§ **RECORDS FOR THE TASK**
§ §

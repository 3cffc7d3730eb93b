use bigdecimal::{BigDecimal, Zero};
use chrono::{DateTime, Utc};
use uuid::Uuid;

use super::errors::DomainError;

#[derive(Debug, Clone)]
pub struct Knife {
    pub id: Uuid,
    pub name: String,
    pub category_id: i32,
    pub category_name: Option<String>,
    pub description: String,
    pub price: BigDecimal,
    pub discount_price: BigDecimal,
    pub percentage_discount: bool,
    pub stock_quantity: i32,
    pub tags: Vec<String>,
    pub image_url: Option<String>,
    pub knife_type: String,
    pub blade_length: f64,
    pub color: Option<String>,
    pub blade_material: String,
    pub handle_material: String,
    pub knife_sizes: Vec<String>,
    pub created_at: DateTime<Utc>,
    pub updated_at: DateTime<Utc>,
}

/// Field values for creating or replacing a knife.
#[derive(Debug, Clone)]
pub struct KnifeDraft {
    pub name: String,
    pub category_id: i32,
    pub category_name: Option<String>,
    pub description: String,
    pub price: BigDecimal,
    pub discount_price: BigDecimal,
    pub percentage_discount: bool,
    pub stock_quantity: i32,
    pub tags: Vec<String>,
    pub image_url: Option<String>,
    pub knife_type: String,
    pub blade_length: f64,
    pub color: Option<String>,
    pub blade_material: String,
    pub handle_material: String,
    pub knife_sizes: Vec<String>,
}

impl KnifeDraft {
    /// Checks the invariants a stored knife must hold and folds a discount
    /// that is not below the regular price back to "no discount".
    pub fn normalized(mut self) -> Result<Self, DomainError> {
        if self.price <= BigDecimal::zero() {
            return Err(DomainError::InvalidInput(
                "Regular price must be greater than 0".to_string(),
            ));
        }
        if self.discount_price < BigDecimal::zero() {
            return Err(DomainError::InvalidInput(
                "Discount price cannot be negative".to_string(),
            ));
        }
        if self.stock_quantity < 0 {
            return Err(DomainError::InvalidInput(
                "Stock quantity cannot be negative".to_string(),
            ));
        }
        if !(self.blade_length > 0.0) {
            return Err(DomainError::InvalidInput(
                "Blade length must be positive".to_string(),
            ));
        }
        for (field, value) in [
            ("name", &self.name),
            ("knifeType", &self.knife_type),
            ("bladeMaterial", &self.blade_material),
            ("handleMaterial", &self.handle_material),
        ] {
            if value.trim().is_empty() {
                return Err(DomainError::InvalidInput(format!("{} is required", field)));
            }
        }
        if self.knife_sizes.iter().all(|s| s.trim().is_empty()) {
            return Err(DomainError::InvalidInput(
                "At least one knife size is required".to_string(),
            ));
        }

        if self.discount_price >= self.price {
            self.discount_price = self.price.clone();
        }
        Ok(self)
    }
}

#[derive(Debug, Clone, Copy, PartialEq, Eq, Default)]
pub enum SortDirection {
    #[default]
    Asc,
    Desc,
}

impl SortDirection {
    /// Anything other than "asc" (case-insensitive) sorts descending.
    pub fn parse_price_sort(raw: Option<&str>) -> Self {
        match raw {
            None => SortDirection::Asc,
            Some(s) if s.eq_ignore_ascii_case("asc") => SortDirection::Asc,
            Some(_) => SortDirection::Desc,
        }
    }
}

#[derive(Debug, Clone, Default)]
pub struct KnifeFilter {
    pub search_term: Option<String>,
    pub category_id: Option<i32>,
    pub min_price: Option<BigDecimal>,
    pub max_price: Option<BigDecimal>,
    pub knife_type: Option<String>,
    pub blade_material: Option<String>,
    pub sort: SortDirection,
}

impl KnifeFilter {
    /// In-memory equivalent of the repository query.
    pub fn matches(&self, knife: &Knife) -> bool {
        if let Some(term) = non_empty(&self.search_term) {
            if !knife.name.to_lowercase().contains(&term.to_lowercase()) {
                return false;
            }
        }
        if let Some(category_id) = self.category_id {
            if knife.category_id != category_id {
                return false;
            }
        }
        if let Some(min) = &self.min_price {
            if &knife.price < min {
                return false;
            }
        }
        if let Some(max) = &self.max_price {
            if &knife.price > max {
                return false;
            }
        }
        if let Some(knife_type) = non_empty(&self.knife_type) {
            if knife.knife_type != knife_type {
                return false;
            }
        }
        if let Some(material) = non_empty(&self.blade_material) {
            if knife.blade_material != material {
                return false;
            }
        }
        true
    }
}

pub(crate) fn non_empty(value: &Option<String>) -> Option<&str> {
    value.as_deref().filter(|s| !s.is_empty())
}

#[derive(Debug, Clone, PartialEq)]
pub struct StockCheck {
    pub knife_id: Uuid,
    pub requested: i32,
    pub available: bool,
    pub stock: i32,
    pub product_name: Option<String>,
    pub reason: Option<String>,
}

impl StockCheck {
    pub fn evaluate(knife_id: Uuid, knife: Option<&Knife>, requested: i32) -> Self {
        let Some(knife) = knife else {
            return Self {
                knife_id,
                requested,
                available: false,
                stock: 0,
                product_name: None,
                reason: Some("Product not found".to_string()),
            };
        };

        let stock = knife.stock_quantity;
        let available = stock >= requested;
        let reason = match (available, stock) {
            (true, _) => None,
            (false, 0) => Some("Out of stock".to_string()),
            (false, n) => Some(format!("Insufficient stock. Only {} available", n)),
        };

        Self {
            knife_id,
            requested,
            available,
            stock,
            product_name: Some(knife.name.clone()),
            reason,
        }
    }
}
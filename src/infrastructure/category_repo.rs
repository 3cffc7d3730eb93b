use std::collections::HashMap;

use diesel::dsl::count_star;
use diesel::prelude::*;

use crate::db::DbPool;
use crate::domain::category::{Category, CategoryCount};
use crate::domain::errors::DomainError;
use crate::domain::ports::CategoryRepository;
use crate::schema::{categories, knives};

use super::models::CategoryRow;

pub struct DieselCategoryRepository {
    pool: DbPool,
}

impl DieselCategoryRepository {
    pub fn new(pool: DbPool) -> Self {
        Self { pool }
    }
}

impl CategoryRepository for DieselCategoryRepository {
    fn list(&self) -> Result<Vec<Category>, DomainError> {
        let mut conn = self.pool.get()?;
        let rows = categories::table
            .select(CategoryRow::as_select())
            .order((categories::display_order.asc(), categories::id.asc()))
            .load(&mut conn)?;
        Ok(rows.into_iter().map(Category::from).collect())
    }

    fn find_by_id(&self, id: i32) -> Result<Option<Category>, DomainError> {
        let mut conn = self.pool.get()?;
        let row = categories::table
            .find(id)
            .select(CategoryRow::as_select())
            .first(&mut conn)
            .optional()?;
        Ok(row.map(Category::from))
    }

    fn insert(&self, category: Category) -> Result<Category, DomainError> {
        let mut conn = self.pool.get()?;
        let row = diesel::insert_into(categories::table)
            .values(CategoryRow::from(category))
            .returning(CategoryRow::as_returning())
            .get_result(&mut conn)?;
        Ok(row.into())
    }

    fn save(&self, category: Category) -> Result<Category, DomainError> {
        let mut conn = self.pool.get()?;
        let id = category.id;
        let changes = CategoryRow::from(category);
        let row = diesel::update(categories::table.find(id))
            .set(&changes)
            .returning(CategoryRow::as_returning())
            .get_result(&mut conn)
            .optional()?
            .ok_or_else(|| DomainError::not_found("Category", id))?;
        Ok(row.into())
    }

    fn delete(&self, id: i32) -> Result<bool, DomainError> {
        let mut conn = self.pool.get()?;
        let deleted = diesel::delete(categories::table.find(id)).execute(&mut conn)?;
        Ok(deleted > 0)
    }

    fn set_display_orders(&self, orders: &[(i32, i32)]) -> Result<(), DomainError> {
        let mut conn = self.pool.get()?;
        conn.transaction::<_, DomainError, _>(|conn| {
            for (id, order) in orders {
                diesel::update(categories::table.find(*id))
                    .set(categories::display_order.eq(*order))
                    .execute(conn)?;
            }
            Ok(())
        })
    }

    fn product_counts(&self) -> Result<Vec<CategoryCount>, DomainError> {
        let categories = self.list()?;
        let mut conn = self.pool.get()?;
        let counts: HashMap<i32, i64> = knives::table
            .group_by(knives::category_id)
            .select((knives::category_id, count_star()))
            .load::<(i32, i64)>(&mut conn)?
            .into_iter()
            .collect();

        Ok(categories
            .into_iter()
            .map(|c| CategoryCount {
                product_count: counts.get(&c.id).copied().unwrap_or(0),
                category_id: c.id,
                category_name: c.name,
            })
            .collect())
    }
}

§ §

§ **TASK**
Using the records above, report each line with the string "values".

§ **SOLUTION**
/// Field values for creating or replacing a knife.
            .values(CategoryRow::from(category))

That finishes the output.